BRUCE GREENWALD 00:00
Our speaker tonight who is Li Lu, graduated from the business school, went immediately into the business of running a hedge fund, did it first through Julian Robertson with extraordinary success and since moved on to doing it for himself and his old professors with even I have to admit more extraordinary success. (Laughter)
But beyond that, I think what you want to pay attention to is how basically does he put all these elements together in his own inevitable style. And with that – by the way let me actually say one more thing, the speakers you're going to hear from have very different attitudes towards risk and very different degrees of optimism which are particularly (inaudible) and particular the way in which they do investment.
Li Lu's background is having survived as a leader of the gentleman's square protests and escape with his life, in some sense a) he's very optimistic and b) after living with that kind of risk, the only thing you have to do is to run a hedge fund. (Laughter)

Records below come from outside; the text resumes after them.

//! Requests, responses and connection events.

use crate::entity::{Gid, LocalEntity, LocalId, RemoteEntity, Rid, Scope};
use crate::tag::Tag;
use serde::{Deserialize, Serialize};

/// Which entities a fetch returns.
#[derive(Debug, Clone, PartialEq, Eq, Serialize, Deserialize)]
#[serde(rename_all = "snake_case")]
pub enum FetchSelector {
    /// Everything in the scope.
    All,
    /// Entities with these local identifiers.
    Ids(Vec<LocalId>),
    /// Entities with these remote identifiers.
    Rids(Vec<Rid>),
    /// Entities with these global identifiers.
    Gids(Vec<Gid>),
}

/// How much of each entity a fetch returns.
#[derive(Debug, Clone, Copy, PartialEq, Eq, Serialize, Deserialize)]
#[serde(rename_all = "snake_case")]
pub enum FetchDepth {
    /// Identifiers only.
    Projection,
    /// Identifiers, flags, payload parts and attributes.
    Full,
}

/// A request sent to the store.
#[derive(Debug, Clone, PartialEq, Eq, Serialize, Deserialize)]
#[serde(tag = "command", rename_all = "snake_case")]
pub enum Command {
    /// Opens a transaction.
    Begin,
    /// Commits the open transaction.
    Commit,
    /// Rolls back the open transaction.
    Rollback,
    /// Selects the resource context for RID-addressed operations.
    SelectResource {
        /// Resource name.
        name: String,
    },
    /// Lists entities.
    Fetch {
        /// Entities considered.
        scope: Scope,
        /// Which of them to return.
        selector: FetchSelector,
        /// How much of each to return.
        depth: FetchDepth,
        /// Serve from the local cache only, never from upstream.
        cache_only: bool,
    },
    /// Creates an entity.
    Create {
        /// Where the entity lives.
        scope: Scope,
        /// Its content.
        entity: RemoteEntity,
    },
    /// Modifies an entity.
    Modify {
        /// Target entity.
        id: LocalId,
        /// New content.
        entity: RemoteEntity,
        /// Reject the change unless the stored revision equals this one.
        expected_revision: Option<u64>,
    },
    /// Deletes entities.
    Delete {
        /// Target entities.
        ids: Vec<LocalId>,
    },
}

impl Command {
    /// Returns a short name for logging.
    pub fn name(&self) -> &'static str {
        match self {
            Command::Begin => "begin",
            Command::Commit => "commit",
            Command::Rollback => "rollback",
            Command::SelectResource { .. } => "select_resource",
            Command::Fetch { .. } => "fetch",
            Command::Create { .. } => "create",
            Command::Modify { .. } => "modify",
            Command::Delete { .. } => "delete",
        }
    }

    /// Returns true for commands that change the mirror.
    pub fn is_mutation(&self) -> bool {
        matches!(
            self,
            Command::Create { .. } | Command::Modify { .. } | Command::Delete { .. }
        )
    }
}

/// A response to a tagged request.
///
/// A request may yield any number of `Entity` responses followed by one
/// terminal `Ok` or `No`.
#[derive(Debug, Clone, PartialEq, Eq, Serialize, Deserialize)]
#[serde(tag = "response", rename_all = "snake_case")]
pub enum Response {
    /// One entity of a listing.
    Entity(LocalEntity),
    /// The request succeeded.
    Ok {
        /// Identifier of a created entity.
        id: Option<LocalId>,
    },
    /// The request failed.
    No {
        /// Error text reported by the store.
        message: String,
    },
}

impl Response {
    /// Creates a plain success response.
    pub fn ok() -> Self {
        Response::Ok { id: None }
    }

    /// Creates a failure response.
    pub fn no(message: impl Into<String>) -> Self {
        Response::No {
            message: message.into(),
        }
    }

    /// Returns true if no further responses follow for the same tag.
    pub fn is_terminal(&self) -> bool {
        !matches!(self, Response::Entity(_))
    }
}

/// Events a connection delivers to its session.
#[derive(Debug, Clone, PartialEq, Eq, Serialize, Deserialize)]
#[serde(tag = "event", rename_all = "snake_case")]
pub enum Inbound {
    /// Greeting sent once after the connection opens.
    Hello {
        /// Protocol version spoken by the store.
        protocol_version: u32,
        /// Store name.
        server: String,
    },
    /// A response to a tagged request.
    Response {
        /// Correlation tag of the request.
        tag: Tag,
        /// The response.
        response: Response,
    },
    /// The store closed the connection.
    Closed {
        /// Why the connection closed.
        reason: String,
    },
}

#[cfg(test)]
mod tests {
    use super::*;
    use crate::entity::EntityKind;

    #[test]
    fn terminal_responses() {
        assert!(Response::ok().is_terminal());
        assert!(Response::no("failed").is_terminal());
    }

    #[test]
    fn mutations() {
        assert!(Command::Delete { ids: vec![LocalId(1)] }.is_mutation());
        assert!(!Command::Begin.is_mutation());
        assert!(!Command::Fetch {
            scope: Scope::all(EntityKind::Tag),
            selector: FetchSelector::All,
            depth: FetchDepth::Projection,
            cache_only: true,
        }
        .is_mutation());
    }

    #[test]
    fn commands_serialize_with_their_name() {
        let command = Command::Create {
            scope: Scope::items_in(LocalId(7)),
            entity: RemoteEntity::with_rid("B"),
        };
        let json = serde_json::to_value(&command).unwrap();
        assert_eq!(json["command"], "create");
        assert_eq!(json["scope"]["kind"], "item");
        assert_eq!(json["entity"]["rid"], "B");
        assert_eq!(command.name(), "create");
    }
}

I will keep that in mind as you listen to how he goes about dealing with this environment of being a professional investor and how to outperform all the rest of the world. Li Lu. (Applause)
LI LU 01:34
Well, what Bruce said about me must be true because my evidence is that my wife actually showed up to listen to me tonight. Now, I can guarantee that does not happen in our home. (Laughter)
And also i really felt terrific coming back to this class. I mean this class in many ways is what made my career. About 15 years ago, at the time I actually wasn't even a student at business school. I was accidentally brought into a lecture.

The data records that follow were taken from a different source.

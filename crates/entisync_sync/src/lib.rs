//! # entisync sync
//!
//! Reconciles a local mirror with a remote data set.
//!
//! This crate provides:
//! - `EntitySync`, a job that diffs remote entities against one local
//!   scope and issues the creates, modifies and deletes that converge them
//! - Full deliveries (the complete remote set, with deletion of everything
//!   not delivered) and incremental deliveries (changes and removals only)
//! - Batching with configurable transaction bracketing
//!   (`TransactionMode`)
//! - Streaming delivery with backpressure through `SyncEvent`s, and a
//!   pull adapter for `RemoteSource` producers
//! - A pluggable `UpdateCheck` deciding which matched entities differ
//!
//! ## Example
//!
//! ```rust,ignore
//! use entisync_sync::{EntitySync, SyncConfig};
//!
//! let sync = EntitySync::new(&session, SyncConfig::new(scope))?;
//! sync.feed_full(remote_entities)?;
//! let stats = sync.result().wait(&event_loop)?;
//! println!("created {} entities", stats.created);
//! ```

#![deny(unsafe_code)]
#![warn(missing_docs)]

mod config;
mod engine;
mod error;
mod source;
mod state;
mod update;

pub use config::{SyncConfig, TransactionMode};
pub use engine::EntitySync;
pub use error::{SyncError, SyncResult};
pub use source::{Delivery, RemoteSource, VecSource};
pub use state::{SyncEvent, SyncStats};
pub use update::{DefaultUpdateCheck, UpdateCheck};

I think basically part of this class and the speaker has a funny name that really reminds me of some kind of buffet lunches. Anyways, in the middle of the speech listening to Warren [Buffett], that light bulb kind of just went off and I figured that I can do something in this business.
And of course at the time, I was pretty desperate. You know, recently escaped from China, I didn't know anybody, had a very little, you know, connection whatsoever and didn't have any money.
In fact, I was deep in debt and I was horribly worried about how do I ever make a living in this country. And I really didn't grow up with a capitalist culture either. So in the middle of his speech, I thought well, what he said about investing really just so different from my perception of a stock market.
And the more i thought about it, the more i thought, "oh well gee this is might be something that I can do."
This reminds me of a quote from Bill Gates;
"If you are born poor, it's not your mistake. But if you die poor, it's your mistake."